**RECORDS FOR THE TASK**

________

//! Field normalizers.
//!
//! Every value that originates from the AI services passes through one of
//! these functions before it is stored in a snapshot. Each normalizer is pure
//! and total: it never fails and never panics, and for input it cannot make
//! sense of it returns a documented default (logged at `debug`).
//!
//! Code downstream of this module only sees canonical values and never looks
//! at raw upstream shapes again.

mod content;
mod labels;
mod parties;

pub use content::*;
pub use labels::*;
pub use parties::*;

use serde_json::Value;

/// Keys consulted, in order, when a text field arrives as an object.
const TEXT_KEYS: &[&str] = &["text", "content", "summary", "description", "value"];

/// Bring a confidence score into `[0, 1]`.
///
/// Values in `(1, 100]` are read as percentages. Anything else is clamped.
/// Non-finite input yields `0.0`.
pub fn normalize_confidence(x: f64) -> f64 {
    if !x.is_finite() {
        tracing::debug!("Non-finite confidence {}, using 0.0", x);
        return 0.0;
    }
    let scaled = if x > 1.0 && x <= 100.0 { x / 100.0 } else { x };
    scaled.clamp(0.0, 1.0)
}

/// [`normalize_confidence`] for an untyped value. Numeric strings such as
/// `"85"` or `"85%"` are accepted; anything else yields `0.0`.
pub fn normalize_confidence_value(value: &Value) -> f64 {
    match as_number(value) {
        Some(x) => normalize_confidence(x),
        None => {
            if !value.is_null() {
                tracing::debug!("Unreadable confidence {}, using 0.0", value);
            }
            0.0
        }
    }
}

/// Processing time in whole milliseconds. Negative or unreadable input yields `0`.
pub fn normalize_processing_time(value: &Value) -> u64 {
    match as_number(value) {
        Some(ms) if ms.is_finite() && ms >= 0.0 => ms.round() as u64,
        _ => {
            if !value.is_null() {
                tracing::debug!("Unreadable processing time {}, using 0", value);
            }
            0
        }
    }
}

/// Reduce an arbitrary value to trimmed text.
///
/// Strings are trimmed, numbers and booleans are printed, objects are searched
/// for a text-like key, arrays are joined line by line. Defaults to `""`.
pub fn normalize_text(value: &Value) -> String {
    text_at_depth(value, 0)
}

fn text_at_depth(value: &Value, depth: usize) -> String {
    if depth > 4 {
        return String::new();
    }
    match value {
        Value::String(s) => s.trim().to_string(),
        Value::Number(n) => n.to_string(),
        Value::Bool(b) => b.to_string(),
        Value::Object(map) => TEXT_KEYS
            .iter()
            .filter_map(|key| map.get(*key))
            .map(|v| text_at_depth(v, depth + 1))
            .find(|s| !s.is_empty())
            .unwrap_or_default(),
        Value::Array(items) => items
            .iter()
            .map(|v| text_at_depth(v, depth + 1))
            .filter(|s| !s.is_empty())
            .collect::<Vec<_>>()
            .join("\n"),
        Value::Null => String::new(),
    }
}

/// A list of non-empty strings. A bare string becomes a one-element list.
pub fn normalize_string_list(value: &Value) -> Vec<String> {
    match value {
        Value::Array(items) => items
            .iter()
            .map(normalize_text)
            .filter(|s| !s.is_empty())
            .collect(),
        Value::Null => Vec::new(),
        other => {
            let text = normalize_text(other);
            if text.is_empty() {
                Vec::new()
            } else {
                vec![text]
            }
        }
    }
}

/// Optional text: `None` when the value reduces to an empty string.
pub fn normalize_optional_text(value: Option<&Value>) -> Option<String> {
    value.map(normalize_text).filter(|s| !s.is_empty())
}

/// Read a number from a JSON number or a numeric string (a trailing `%` is
/// ignored).
pub(crate) fn as_number(value: &Value) -> Option<f64> {
    match value {
        Value::Number(n) => n.as_f64(),
        Value::String(s) => s.trim().trim_end_matches('%').trim().parse::<f64>().ok(),
        _ => None,
    }
}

________

**EXERCISE OBJECTIVE**
Count up the lines in the entries that hold "yields", and respond with that count and no other text.

**EXERCISE RESPONSE**
3